Hallazgos de noviembre

El crujir de las hojas secas al pisarlas, la nieve que va apareciendo en lo alto de los montes, el frío que se adivina al otro lado del cristal al levantar las persianas de la habitación por la mañana, los cielos grises y plomizos, el olor de las castañas asadas en las calles más céntricas de la ciudad. Noviembre. En medio de los últimos calores del otoño y el alborozo y los excesos de los días navideños (que ya están a la vuelta de la esquina, según indican ya las estanterías de los grandes almacenes). Un mes extraño que comienza con la visita a los cementerios para honrar a los muertos (aunque no haga falta que sea uno de noviembre para recordar a los que se han ido definitivamente, si es que así lo deseamos) y en el que ya estamos plenamente instalados. Siguen llegando nuevos libros, nuevas películas. Y con todo ello, algunas decepciones. Y, también, ¡menos mal!, grandes hallazgos. Noviembre, ese mes que enlaza una celebración con otra y que, en sí mismo, no es más que un mero trámite, aunque intentemos, como siempre, sacarle el mayor provecho posible, que ya no estamos para desperdiciar días ni noches. Es una de la cosas que uno va aprendiendo con los años: que no debemos desperdiciar nada, que todo esto -los días y las noches- pasa en un soplo, en un abrir y cerrar de ojos, en un visto y no visto. Y ahí estamos. Viviéndolo y contándolo, que, con todo, no soy de esas personas a las que no les gusta este mes. Noviembre.

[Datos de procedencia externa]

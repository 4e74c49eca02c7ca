mod commandline;

use anyhow::{Context, Result};
use clap::Parser;
use commandline::{CliArgs, CliCommands};
use flexi_logger::{Logger, LoggerHandle};
use log::*;
use std::{ops::Deref, panic};

use jbdbms_lib::serialport::SerialTransport;
use jbdbms_lib::session::BmsSession;

fn logging_init(loglevel: LevelFilter) -> LoggerHandle {
    let log_handle = Logger::try_with_env_or_str(loglevel.as_str())
        .expect("Cannot init logging")
        .start()
        .expect("Cannot start logging");

    panic::set_hook(Box::new(|panic_info| {
        let (filename, line, column) = panic_info
            .location()
            .map(|loc| (loc.file(), loc.line(), loc.column()))
            .unwrap_or(("<unknown>", 0, 0));
        let cause = panic_info
            .payload()
            .downcast_ref::<String>()
            .map(String::deref);
        let cause = cause.unwrap_or_else(|| {
            panic_info
                .payload()
                .downcast_ref::<&str>()
                .copied()
                .unwrap_or("<cause unknown>")
        });

        error!(
            "Thread '{}' panicked at {}:{}:{}: {}",
            std::thread::current().name().unwrap_or("<unknown>"),
            filename,
            line,
            column,
            cause
        );
    }));
    log_handle
}

fn print_snapshot(session: &BmsSession<SerialTransport>) {
    println!("Telemetry: {:?}", session.telemetry());
    println!("Fault counts: {:?}", session.fault_counts());
    if session.has_communication_error() {
        println!("Communication error on the last exchange");
    }
}

fn main() -> Result<()> {
    let args = CliArgs::parse();

    let _log_handle = logging_init(args.verbose.log_level_filter());

    let transport = SerialTransport::open(&args.device)
        .with_context(|| format!("Cannot open serial port '{}'", args.device))?;
    let mut session = BmsSession::new();
    session.start(transport, args.timeout);

    match args.command {
        CliCommands::Poll => {
            session.poll();
            print_snapshot(&session);
        }
        CliCommands::Monitor { interval } => {
            info!("Starting monitor mode: interval={interval:?}");
            loop {
                session.poll();
                print_snapshot(&session);
                std::thread::sleep(interval);
            }
        }
        CliCommands::SetMosfet { charge, discharge } => {
            session.set_mosfet_control(charge, discharge);
            if session.has_communication_error() {
                anyhow::bail!("MOSFET control command was not acknowledged");
            }
            info!("MOSFET control acknowledged: charge={charge} discharge={discharge}");
        }
    }

    Ok(())
}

Viviendo y contándolo, sí. De la mejor manera posible. Como Siri Hustvedt en su nuevo libro, "Vivir, pensar, mirar", otra joya de Anagrama para estos días un tanto insulsos. Un libro dividido en tres partes. Deliciosos ensayos agrupados en los tres bloques que indica el propio título. La vida, el pensamiento, los ojos que observan. El atrevimiento de mirar, que diría Antonio Muñoz Molina es ese fascinante libro suyo en el que también nos habla de arte y de ojos que se detienen sobre él, sobre las piezas artísticas, de un estilo u otro, una y otra vez, para deleitarse con el genio de los otros, para entender sus demonios, sus miedos, sus misterios, sus inquietudes, sus miserias, sus grandezas. Para aproximarnos, quizá, a los nuestros.

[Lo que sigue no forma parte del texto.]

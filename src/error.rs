use thiserror::Error;

/// Errors raised while exchanging frames with the BMS.
///
/// The session layer collapses all of these into a single
/// communication-error flag; the variants stay distinct so logs and tests
/// can tell a dead transport from a corrupted frame.
#[derive(Error, Debug)]
pub enum Error {
    /// No complete frame arrived before the read deadline.
    #[error("Transport timed out before a complete frame arrived")]
    Timeout,

    /// The frame arrived but its envelope is wrong: bad start marker,
    /// wrong echoed command, a nonzero status code, or a length byte that
    /// disagrees with the received span.
    #[error("Response framing mismatch: {0}")]
    Framing(&'static str),

    /// The recomputed checksum disagrees with the transmitted one.
    #[error("Invalid checksum - calculated={calculated:#06X} received={received:#06X}")]
    Checksum { calculated: u16, received: u16 },

    /// Transport-level I/O failure.
    #[error("IO error: {0}")]
    Io(#[from] std::io::Error),
}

No utiliza Siri un estilo rebuscado: todo lo contrario. Intenta atrapar, desde la sencillez, sus opiniones sobre un tema u otro: un recuerdo de su madre (unas palabras de su progenitora que no se le borran de la cabeza), un apunte (o varios) filosófico, una exposición, una fotografía y su evocación, una mirada -la suya- que se dirige siempre hacia los posibles ramos de flores que puedan estar decorando una habitación. En lo cotidiano o aparentemente sencillo, continúa escondiéndose el misterio (y la grandeza) de las cosas. La verdadera esencia de lo que nos explica, de lo que nos conforma. Lo que nos hace dudar, pensar, plantearnos cada pregunta, intentar descifrar cada enigma, cada incógnita. Algunas de ellas.

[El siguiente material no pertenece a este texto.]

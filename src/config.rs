//! Player configuration
//!
//! Settings are read from YAML. Every key is optional:
//!
//! ```yaml
//! tick-interval-ms: 100
//! playback-rate: 1.0
//! chord-octave: 3
//! keyboard-octaves: 2
//! lyric-policy: bounded
//! time-unit: seconds
//! ```

use std::fs;
use std::path::Path;
use std::time::Duration;

use serde::{Deserialize, Serialize};

use crate::error::PlayerError;
use crate::playback::{MAX_PLAYBACK_RATE, MIN_PLAYBACK_RATE};
use crate::song::TimeUnit;
use crate::timeline::LookupPolicy;

#[derive(Debug, Clone, PartialEq, Serialize, Deserialize)]
#[serde(default, rename_all = "kebab-case", deny_unknown_fields)]
pub struct PlayerConfig {
    /// Interval of the periodic time-update timer, in milliseconds
    pub tick_interval_ms: u64,
    /// Initial playback rate
    pub playback_rate: f64,
    /// Base octave for chord pitch sets and the first keyboard octave
    pub chord_octave: i32,
    /// Number of octaves shown on the virtual keyboard
    pub keyboard_octaves: u32,
    /// How lyric lines are matched against the playback position
    pub lyric_policy: LookupPolicy,
    /// Unit of the timestamps in song data files
    pub time_unit: TimeUnit,
}

impl Default for PlayerConfig {
    fn default() -> Self {
        Self {
            tick_interval_ms: 100,
            playback_rate: 1.0,
            chord_octave: 3,
            keyboard_octaves: 2,
            lyric_policy: LookupPolicy::Bounded,
            time_unit: TimeUnit::Seconds,
        }
    }
}

impl PlayerConfig {
    /// Parse and validate a YAML document.
    pub fn from_yaml(source: &str) -> Result<Self, PlayerError> {
        // An empty document means "all defaults"
        if source.trim().is_empty() {
            return Ok(Self::default());
        }
        let config: PlayerConfig =
            serde_yaml::from_str(source).map_err(|e| PlayerError::ConfigError(e.to_string()))?;
        config.validate()?;
        Ok(config)
    }

    pub fn load(path: &Path) -> Result<Self, PlayerError> {
        let source = fs::read_to_string(path).map_err(|e| {
            PlayerError::ConfigError(format!("cannot read '{}': {}", path.display(), e))
        })?;
        Self::from_yaml(&source)
    }

    pub fn validate(&self) -> Result<(), PlayerError> {
        if self.tick_interval_ms == 0 {
            return Err(PlayerError::ConfigError(
                "tick-interval-ms must be greater than 0".to_string(),
            ));
        }
        if !(MIN_PLAYBACK_RATE..=MAX_PLAYBACK_RATE).contains(&self.playback_rate) {
            return Err(PlayerError::ConfigError(format!(
                "playback-rate {} is outside [{}, {}]",
                self.playback_rate, MIN_PLAYBACK_RATE, MAX_PLAYBACK_RATE
            )));
        }
        if self.keyboard_octaves == 0 {
            return Err(PlayerError::ConfigError(
                "keyboard-octaves must be at least 1".to_string(),
            ));
        }
        Ok(())
    }

    pub fn tick_interval(&self) -> Duration {
        Duration::from_millis(self.tick_interval_ms)
    }
}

Vivir, pensar, mirar. Todo ello en armoniosa conjunción. Porque dentro de la memoria, de esta suerte de memorias, todo tiene cabida. Uno influye en lo otro, y viceversa. Vivir, pensar, mirar. Nada pertenece a lo ajeno en este ensayo compuesto por varios ensayos. O por varias memorias que van y vienen en el tiempo, en su fugacidad. O todo ello en un solo e imprescindible volumen. Uno de los grandes hallazgos que descubro en este mes, noviembre, mientras la lluvia golpea las ventanas, los árboles se siguen desprendiendo de más hojas y esperamos la llegada de Woody Allen, este viernes, con su nueva película.  
 

sábado, 2 de noviembre de 2013

Los viajes de Annette y Catherine

Que, a sus setenta años recién cumplidos, Catherine Deneuve siga encadenando una película tras otra, tanto con directores conocidos como desconocidos, dice mucho de su manera de entender la vida y el propio cine. En el riesgo, está la apuesta, viene a decirnos. Su apuesta. La de una mujer que fue un indiscutible icono de belleza y que ahora no tiene prejuicios por salir en pantalla con unos cuantos kilos de más o los pies deformados por esos antiestéticos juanetes (tan comunes, por otro lado). Sigue siendo, pese al implacable paso del tiempo, una mujer hermosa. Muy hermosa. En "El viaje de Bettie", su última película, así lo demuestra. La cámara la sigue constantemente. Incluso, en numerosas ocasiones, la sigue muy de cerca. Esos primeros planos de la actriz, riendo (ríe mucho, aquí, Catherine) o llorando, confusa o resignada, alegre o melancólica, enfadada o risueña, son lo mejor de la película. Una película con buenas intenciones en su planteamiento -una mujer que, acosada por deudas y desengaños amorosos, decide coger el coche y huir- y fallido resultado. La dirección resulta torpe por momentos y el único sentido que tiene es disfrutar del talento de Catherine y de ese modo en que la cámara la sigue adorando como el primer día. "Serás hermosa hasta en el ataúd", le dice aquí su conflictiva hija. Aunque suene un poco macabro, creo que está dicho todo. Y lo será, probablemente. Hermosa hasta en el ataúd.
Dos días atrás, por los mismos motivos que me llevaron a ver la película de Catherine (o sea, su protagonista), hice lo propio con la última de Annette Bening, "La mirada del amor". No es tampoco una gran película, aunque sí está mejor rodada que la otra. Su visión está justificada por la presencia de la actriz (y también por la de ese gran actor que es Ed Harris, que también muestra orgulloso el paso de los años en su atractivo rostro). La naturalidad, el talento, la elegancia, la honestidad y las arrugas que surcan con descaro el bello rostro de Annette justifican la función. Un actriz que afronta el paso del tiempo y esas arrugas con una clase pocas veces vista en los últimos tiempos, donde el bisturí y la silicona campan a sus anchas. Con resultados demoledores, en ocasiones. Como bien sabemos cuando vemos una película o una fotografía y nos cuesta adivinar de qué actriz estamos hablando después de pasar por el quirófano y arruinar aquella belleza que nos cautivó por querer quitarse años de encima de un modo decididamente absurdo. Cuestión de gustos, desde luego.  
Es cierto que a nadie le gusta descubrir cada mañana una nueva arruga en el espejo. Pero hay que asimilar que esa arruga forma parte del viaje, de nuestro propio viaje. Y que le da sentido a lo que somos, a lo que fuimos. Querer eliminarla a cualquier precio sigue pareciéndome un gran error. Como eliminar un desengaño, una experiencia, una carcajada desmesurada. Todo eso que está ahí, definiéndonos. Día tras día.